WHAT YOU NEED TO DO: Set down all of the data that follows, keeping every character.

SUPPLIED DATA:
=== Section Start ===
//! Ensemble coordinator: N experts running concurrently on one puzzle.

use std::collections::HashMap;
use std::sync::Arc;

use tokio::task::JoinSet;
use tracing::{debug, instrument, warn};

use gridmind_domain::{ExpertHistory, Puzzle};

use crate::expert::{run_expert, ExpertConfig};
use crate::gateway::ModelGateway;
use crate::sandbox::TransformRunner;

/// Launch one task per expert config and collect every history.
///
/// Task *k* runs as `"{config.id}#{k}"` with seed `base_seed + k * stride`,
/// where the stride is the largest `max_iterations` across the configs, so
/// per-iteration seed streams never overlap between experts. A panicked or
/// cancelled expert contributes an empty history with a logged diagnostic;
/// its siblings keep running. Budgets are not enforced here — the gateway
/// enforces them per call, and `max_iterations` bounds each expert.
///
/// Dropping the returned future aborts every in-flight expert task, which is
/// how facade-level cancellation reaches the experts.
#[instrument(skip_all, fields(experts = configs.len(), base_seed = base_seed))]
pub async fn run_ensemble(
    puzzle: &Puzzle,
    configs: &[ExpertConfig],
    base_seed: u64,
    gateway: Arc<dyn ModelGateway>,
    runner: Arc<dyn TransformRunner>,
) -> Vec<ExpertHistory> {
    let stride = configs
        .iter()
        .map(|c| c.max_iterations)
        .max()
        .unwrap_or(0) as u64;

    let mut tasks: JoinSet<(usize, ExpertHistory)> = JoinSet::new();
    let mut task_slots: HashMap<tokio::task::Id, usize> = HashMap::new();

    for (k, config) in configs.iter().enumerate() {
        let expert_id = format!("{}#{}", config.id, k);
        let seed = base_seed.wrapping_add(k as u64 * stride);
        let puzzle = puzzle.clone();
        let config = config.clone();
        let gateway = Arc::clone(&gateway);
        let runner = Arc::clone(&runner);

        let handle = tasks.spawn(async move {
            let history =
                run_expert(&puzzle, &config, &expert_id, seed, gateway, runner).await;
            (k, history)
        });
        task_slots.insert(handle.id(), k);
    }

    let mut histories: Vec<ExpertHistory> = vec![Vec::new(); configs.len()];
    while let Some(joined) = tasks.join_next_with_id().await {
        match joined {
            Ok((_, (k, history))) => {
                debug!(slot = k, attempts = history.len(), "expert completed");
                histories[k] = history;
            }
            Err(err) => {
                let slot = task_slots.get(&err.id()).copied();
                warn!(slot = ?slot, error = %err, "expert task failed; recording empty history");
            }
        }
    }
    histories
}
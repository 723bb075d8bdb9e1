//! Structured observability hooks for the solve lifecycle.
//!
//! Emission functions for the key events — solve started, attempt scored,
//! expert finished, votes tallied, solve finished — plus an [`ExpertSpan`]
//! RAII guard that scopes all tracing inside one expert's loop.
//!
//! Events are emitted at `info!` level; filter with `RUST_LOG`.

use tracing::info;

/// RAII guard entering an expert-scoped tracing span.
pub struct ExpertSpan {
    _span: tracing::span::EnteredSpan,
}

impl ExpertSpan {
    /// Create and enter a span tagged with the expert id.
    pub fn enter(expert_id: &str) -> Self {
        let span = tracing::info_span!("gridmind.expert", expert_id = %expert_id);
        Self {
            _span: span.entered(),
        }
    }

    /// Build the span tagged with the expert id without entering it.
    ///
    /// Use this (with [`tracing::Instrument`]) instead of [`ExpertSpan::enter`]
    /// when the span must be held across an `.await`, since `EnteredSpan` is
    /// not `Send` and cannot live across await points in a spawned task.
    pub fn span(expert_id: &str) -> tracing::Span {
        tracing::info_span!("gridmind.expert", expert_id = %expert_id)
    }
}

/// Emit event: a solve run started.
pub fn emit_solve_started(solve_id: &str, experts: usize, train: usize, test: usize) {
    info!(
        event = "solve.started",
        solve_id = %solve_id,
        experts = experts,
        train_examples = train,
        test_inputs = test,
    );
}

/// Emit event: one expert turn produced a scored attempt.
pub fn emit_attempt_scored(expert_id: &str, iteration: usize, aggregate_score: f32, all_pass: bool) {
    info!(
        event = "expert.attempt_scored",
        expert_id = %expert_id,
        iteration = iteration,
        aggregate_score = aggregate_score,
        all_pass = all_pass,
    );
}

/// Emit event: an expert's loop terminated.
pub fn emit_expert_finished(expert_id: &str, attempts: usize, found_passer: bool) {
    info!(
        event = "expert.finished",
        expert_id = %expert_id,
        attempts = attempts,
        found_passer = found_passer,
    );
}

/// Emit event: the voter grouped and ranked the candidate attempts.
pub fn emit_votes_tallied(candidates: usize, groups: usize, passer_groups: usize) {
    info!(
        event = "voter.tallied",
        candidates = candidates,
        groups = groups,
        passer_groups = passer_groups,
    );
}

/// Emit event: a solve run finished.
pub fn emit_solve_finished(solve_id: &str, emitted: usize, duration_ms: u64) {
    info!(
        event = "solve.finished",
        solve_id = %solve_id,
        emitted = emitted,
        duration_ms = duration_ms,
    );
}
=== Section End ===
TASK SOLUTION:
//! Ensemble coordinator: N experts running concurrently on one puzzle.

use std::collections::HashMap;
use std::sync::Arc;

use tokio::task::JoinSet;
use tracing::{debug, instrument, warn};

use gridmind_domain::{ExpertHistory, Puzzle};

use crate::expert::{run_expert, ExpertConfig};
use crate::gateway::ModelGateway;
use crate::sandbox::TransformRunner;

/// Launch one task per expert config and collect every history.
///
/// Task *k* runs as `"{config.id}#{k}"` with seed `base_seed + k * stride`,
/// where the stride is the largest `max_iterations` across the configs, so
/// per-iteration seed streams never overlap between experts. A panicked or
/// cancelled expert contributes an empty history with a logged diagnostic;
/// its siblings keep running. Budgets are not enforced here — the gateway
/// enforces them per call, and `max_iterations` bounds each expert.
///
/// Dropping the returned future aborts every in-flight expert task, which is
/// how facade-level cancellation reaches the experts.
#[instrument(skip_all, fields(experts = configs.len(), base_seed = base_seed))]
pub async fn run_ensemble(
    puzzle: &Puzzle,
    configs: &[ExpertConfig],
    base_seed: u64,
    gateway: Arc<dyn ModelGateway>,
    runner: Arc<dyn TransformRunner>,
) -> Vec<ExpertHistory> {
    let stride = configs
        .iter()
        .map(|c| c.max_iterations)
        .max()
        .unwrap_or(0) as u64;

    let mut tasks: JoinSet<(usize, ExpertHistory)> = JoinSet::new();
    let mut task_slots: HashMap<tokio::task::Id, usize> = HashMap::new();

    for (k, config) in configs.iter().enumerate() {
        let expert_id = format!("{}#{}", config.id, k);
        let seed = base_seed.wrapping_add(k as u64 * stride);
        let puzzle = puzzle.clone();
        let config = config.clone();
        let gateway = Arc::clone(&gateway);
        let runner = Arc::clone(&runner);

        let handle = tasks.spawn(async move {
            let history =
                run_expert(&puzzle, &config, &expert_id, seed, gateway, runner).await;
            (k, history)
        });
        task_slots.insert(handle.id(), k);
    }

    let mut histories: Vec<ExpertHistory> = vec![Vec::new(); configs.len()];
    while let Some(joined) = tasks.join_next_with_id().await {
        match joined {
            Ok((_, (k, history))) => {
                debug!(slot = k, attempts = history.len(), "expert completed");
                histories[k] = history;
            }
            Err(err) => {
                let slot = task_slots.get(&err.id()).copied();
                warn!(slot = ?slot, error = %err, "expert task failed; recording empty history");
            }
        }
    }
    histories
}
repository 723bb075d8bdb9e1
//! Structured observability hooks for the solve lifecycle.
//!
//! Emission functions for the key events — solve started, attempt scored,
//! expert finished, votes tallied, solve finished — plus an [`ExpertSpan`]
//! RAII guard that scopes all tracing inside one expert's loop.
//!
//! Events are emitted at `info!` level; filter with `RUST_LOG`.

use tracing::info;

/// RAII guard entering an expert-scoped tracing span.
pub struct ExpertSpan {
    _span: tracing::span::EnteredSpan,
}

impl ExpertSpan {
    /// Create and enter a span tagged with the expert id.
    pub fn enter(expert_id: &str) -> Self {
        let span = tracing::info_span!("gridmind.expert", expert_id = %expert_id);
        Self {
            _span: span.entered(),
        }
    }

    /// Build the span tagged with the expert id without entering it.
    ///
    /// Use this (with [`tracing::Instrument`]) instead of [`ExpertSpan::enter`]
    /// when the span must be held across an `.await`, since `EnteredSpan` is
    /// not `Send` and cannot live across await points in a spawned task.
    pub fn span(expert_id: &str) -> tracing::Span {
        tracing::info_span!("gridmind.expert", expert_id = %expert_id)
    }
}

/// Emit event: a solve run started.
pub fn emit_solve_started(solve_id: &str, experts: usize, train: usize, test: usize) {
    info!(
        event = "solve.started",
        solve_id = %solve_id,
        experts = experts,
        train_examples = train,
        test_inputs = test,
    );
}

/// Emit event: one expert turn produced a scored attempt.
pub fn emit_attempt_scored(expert_id: &str, iteration: usize, aggregate_score: f32, all_pass: bool) {
    info!(
        event = "expert.attempt_scored",
        expert_id = %expert_id,
        iteration = iteration,
        aggregate_score = aggregate_score,
        all_pass = all_pass,
    );
}

/// Emit event: an expert's loop terminated.
pub fn emit_expert_finished(expert_id: &str, attempts: usize, found_passer: bool) {
    info!(
        event = "expert.finished",
        expert_id = %expert_id,
        attempts = attempts,
        found_passer = found_passer,
    );
}

/// Emit event: the voter grouped and ranked the candidate attempts.
pub fn emit_votes_tallied(candidates: usize, groups: usize, passer_groups: usize) {
    info!(
        event = "voter.tallied",
        candidates = candidates,
        groups = groups,
        passer_groups = passer_groups,
    );
}

/// Emit event: a solve run finished.
pub fn emit_solve_finished(solve_id: &str, emitted: usize, duration_ms: u64) {
    info!(
        event = "solve.finished",
        solve_id = %solve_id,
        emitted = emitted,
        duration_ms = duration_ms,
    );
}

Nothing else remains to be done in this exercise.